Liegt es denn überhaupt an einer mangelnden Bereitschaft der Menschen, dass Deutschland bei den Organspenden zu den Schlusslichtern in der EU gehört? Nein.
Christine Holch
Seit Jahren sagen in Umfragen regelmäßig drei von vier Deutschen, dass sie Organspenden grundsätzlich gut fänden. Zwar füllen die meisten dann trotzdem keinen Organspendeausweis aus, aber im Ernstfall ist die Spendebereitschaft hoch: Denn bei gut zwei Drittel der Menschen mit unwiderruflichem Hirnversagen, die als mögliche Spender gemeldet wurden, stimmten die Angehörigen einer Organspende zu. Das ist ein beeindruckend hoher Wert.
Verdreifachung der Spendeorgane möglich
Woran hakt es denn dann? An etwas ganz anderem: Die Kliniken melden zu wenige der möglichen Organspender. Das hat eine Forschungsgruppe um Kevin Schulte in Kiel herausgefunden. Die Zahl der Organspenden könnte sich verdreifachen (!), wenn tatsächlich alle potenziellen Organspender in den Hirntod-Diagnoseprozess eingeschleust würden. Das würde fast allen Menschen das Leben retten, die auf der Dringlichkeits-Warteliste für ein Organ stehen.
Aber warum bloß werden diese möglichen Organspender nicht gemeldet? Weil es ethische Binnenkonflikte im Krankenhaus gibt, sagt Claudia Wiesemann, Medizinethikerin an der Uni Göttingen. Manche Mitarbeitende der Intensivmedizin kommen nicht damit klar und konnten darüber aber auch nie offen sprechen, dass sie zunächst unter vollem Einsatz um das Leben ihrer Patientin, ihres Patienten kämpfen und dann, wenn ein Hirntod vermutlich eingetreten ist, umschalten müssen auf "organprotektive Maßnahmen", um Organe wie Leber oder Herz am Laufen zu halten - für einen anderen Patienten. Womöglich haben Einzelne auch Zweifel an der Gleichsetzung von Hirntod und Tod. Für diese MitarbeiterInnen, sagt die Ethikprofessorin, muss es Lösungen geben, sich unter Wahrung ihrer moralischen Integrität am Organspendeverfahren zu beteiligen.

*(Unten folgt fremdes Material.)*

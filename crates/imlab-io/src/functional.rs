use std::path::{Path, PathBuf};

use imlab_image::{Image, ImageSize};

use crate::error::IoError;

/// File extensions, lower case, of the images the pipeline reads and writes.
pub const SUPPORTED_EXTENSIONS: [&str; 4] = ["jpg", "jpeg", "png", "bmp"];

/// Check whether a path has one of the [`SUPPORTED_EXTENSIONS`], ignoring case.
pub fn has_image_extension(file_path: impl AsRef<Path>) -> bool {
    file_path
        .as_ref()
        .extension()
        .and_then(|ext| ext.to_str())
        .is_some_and(|ext| {
            SUPPORTED_EXTENSIONS
                .iter()
                .any(|supported| ext.eq_ignore_ascii_case(supported))
        })
}

/// Reads an image from the given file path as 8-bit RGB.
///
/// The format is guessed from the file content. Grayscale, alpha and 16-bit images are
/// converted to 8-bit RGB.
///
/// # Arguments
///
/// * `file_path` - The path to a valid image file.
///
/// # Returns
///
/// An image containing the image data.
///
/// # Errors
///
/// Returns an error if the file does not exist or cannot be decoded.
pub fn read_image_rgb8(file_path: impl AsRef<Path>) -> Result<Image<u8, 3>, IoError> {
    let file_path = file_path.as_ref();

    // verify the file exists
    if !file_path.exists() {
        return Err(IoError::FileDoesNotExist(file_path.to_path_buf()));
    }

    let img = image::ImageReader::open(file_path)?
        .with_guessed_format()?
        .decode()?;

    let size = ImageSize {
        width: img.width() as usize,
        height: img.height() as usize,
    };

    log::debug!(
        "decoded {} ({:?}, {}x{})",
        file_path.display(),
        img.color(),
        size.width,
        size.height
    );

    let image = Image::<u8, 3>::new(size, img.into_rgb8().into_raw())?;

    Ok(image)
}

fn write_image<const C: usize>(
    file_path: &Path,
    image: &Image<u8, C>,
    color_type: image::ExtendedColorType,
) -> Result<(), IoError> {
    if !has_image_extension(file_path) {
        return Err(IoError::InvalidFileExtension(file_path.to_path_buf()));
    }

    let [width, height]: [u32; 2] = image.size().into();
    image::save_buffer(file_path, image.as_slice(), width, height, color_type)
        .map_err(|e| IoError::ImageEncodeError(file_path.to_path_buf(), e))?;

    Ok(())
}

/// Writes an RGB8 image to the given file path.
///
/// The format is chosen from the file extension, one of [`SUPPORTED_EXTENSIONS`].
///
/// # Arguments
///
/// * `file_path` - The path to the output image.
/// * `image` - The image to write.
pub fn write_image_rgb8(file_path: impl AsRef<Path>, image: &Image<u8, 3>) -> Result<(), IoError> {
    write_image(file_path.as_ref(), image, image::ExtendedColorType::Rgb8)
}

/// Writes a grayscale image to the given file path.
///
/// The format is chosen from the file extension, one of [`SUPPORTED_EXTENSIONS`].
///
/// # Arguments
///
/// * `file_path` - The path to the output image.
/// * `image` - The image to write.
pub fn write_image_mono8(file_path: impl AsRef<Path>, image: &Image<u8, 1>) -> Result<(), IoError> {
    write_image(file_path.as_ref(), image, image::ExtendedColorType::L8)
}

/// Collect the image files of a directory.
///
/// Only regular files with one of the [`SUPPORTED_EXTENSIONS`] are returned, sorted by
/// path. Subdirectories are not visited.
///
/// `is_cancelled` is polled before every directory entry. Once it returns `true` the
/// scan stops and the files found so far are returned.
///
/// # Arguments
///
/// * `dir` - The directory to scan.
/// * `is_cancelled` - The cancellation check.
///
/// # Errors
///
/// Returns an error if the directory does not exist or cannot be read.
pub fn list_images(
    dir: impl AsRef<Path>,
    is_cancelled: impl Fn() -> bool,
) -> Result<Vec<PathBuf>, IoError> {
    let dir = dir.as_ref();
    if !dir.is_dir() {
        return Err(IoError::FileDoesNotExist(dir.to_path_buf()));
    }

    let mut files = Vec::new();
    for entry in std::fs::read_dir(dir)? {
        if is_cancelled() {
            log::info!("directory scan of {} cancelled", dir.display());
            break;
        }

        let path = entry?.path();
        if path.is_file() && has_image_extension(&path) {
            files.push(path);
        }
    }

    files.sort();

    Ok(files)
}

Wahrscheinlich haben manche Krankenhausbeschäftigte ganz ähnliche Fragen wie manch andere in der Allgemeinbevölkerung, die sich bislang weder für noch gegen eine Organspende entscheiden mochten. Es gibt nämlich einige Fragen, die bislang nicht offen oder nicht oft genug oder nicht glaubwürdig genug beantwortet werden.

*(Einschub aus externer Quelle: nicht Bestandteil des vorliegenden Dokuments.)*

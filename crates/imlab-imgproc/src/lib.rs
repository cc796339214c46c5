#![deny(missing_docs)]
#![doc = env!("CARGO_PKG_DESCRIPTION")]

/// color transformations module.
pub mod color;

/// harris corner detection module.
pub mod corners;

/// utilities to draw on images.
pub mod draw;

/// sobel edge detection with hysteresis thresholding.
pub mod edges;

/// image enhancement module.
pub mod enhance;

/// image filtering module.
pub mod filter;

/// compute and equalize image histograms.
pub mod histogram;

/// hough line transform module.
pub mod hough;

/// synthetic noise generation.
pub mod noise;

/// module containing parallization utilities.
pub mod parallel;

Zu Hause sterben trotz Organspendeausweis? Ja, geht!
Eine Beispielfrage ist sicher diese: "Kann ich dann nicht mehr zu Hause sterben, wenn ich einen Organspendeausweis unterschrieben habe?" Doch, natürlich! Denn wann stirbt man üblicherweise zu Hause? Wenn man eine schon länger dauernde Krankheit hat, für die es keine Besserung mehr gibt. Krebs zum Beispiel. Als Krebserkrankte kommt man gar nicht in die Situation, Organspenderin werden zu können. Weil nicht zuerst das Gehirn ausfällt, sondern das Herz.
Nur 0,5 Prozent der Verstorbenen haben vor dem Herzstillstand einen Hirntod erlitten. Ein Hirntod ist also etwas extrem Seltenes. Das passiert nur bei einem plötzlichen Ereignis wie einem Unfall, bei dem das Gehirn schwer geschädigt wird. Dann liegt man auf der Intensivstation, wird beatmet – und schließlich stirbt das Hirn ab, etwa wegen einer starken Blutung. Nur dann könnte man zum Organspender werden und mit im Schnitt drei Organen anderen Menschen ein Weiterleben ermöglichen.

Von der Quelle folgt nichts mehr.